I would love some advice from anyone with experience adopting rescues. My husband and I just adopted a 7 month old male Wheaten Terrier, Griffin, from a local rescue a little over a week and a half ago. His previous family was loving, but did not have the time to train him since they had young children.

We have been taking Griffin for 1-2 walks a day, enrolled and attended our first obedience class, and practiced training with him. We have him on a predictable schedule. We've also tried to engage him in games like frisbee. My husband and I have been gentle but firm with Griffin in enforcing rules around the house and telling him "no" when he playbites us, gets into something he shouldn't be, or otherwise misbehaves. Griffin tries to challenge us frequently, often repeatedly after he is corrected. He is definitely a more dominant personality.

Here's the situation: we've heard that Wheatens are friendly, playful, and devoted dogs. However, Griffin mostly ignores us. He will often sit in the same room, but if we attempt to pet him, he will typically get up and move a few feet away. He does not want to play with us, despite the fact that prior to his arrival we know he was incredibly energetic and playful.
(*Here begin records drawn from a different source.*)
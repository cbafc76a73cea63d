//! The three step events the intake state machine accepts (§4.D).

/// One update to a single (owner, bar_name, trace_uid)'s step sequence.
#[derive(Debug, Clone, PartialEq)]
pub enum StepEvent {
    /// Opens `position`. `iterations` must be present iff the schema marks
    /// the step iterated — a mismatch is schema drift, not a validation error.
    StepStart {
        position: u32,
        step_name: String,
        iterations: Option<u64>,
    },
    /// Iterated steps only; `iteration` must advance past the stored value
    /// without exceeding `iterations`.
    StepProgress { position: u32, iteration: u64 },
    /// Closes the active step. For iterated steps the stored `iteration`
    /// must already equal `iterations`.
    StepFinish { position: u32 },
}

impl StepEvent {
    #[must_use]
    pub const fn position(&self) -> u32 {
        match self {
            Self::StepStart { position, .. }
            | Self::StepProgress { position, .. }
            | Self::StepFinish { position, .. } => *position,
        }
    }
}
I understand this may be part of an adjustment period, his disliking our rules, or possibly a result of his adolescent age, but I'm concerned that his mood has changed so dramatically. Obviously, we want to do everything we can to help Griffin take to us and become part of our "pack." Is this normal? Anyone have any similar experiences? Is it possible that he may never be interested in bonding with us? Any suggestions or thoughts are welcome and appreciated. Thanks for your time.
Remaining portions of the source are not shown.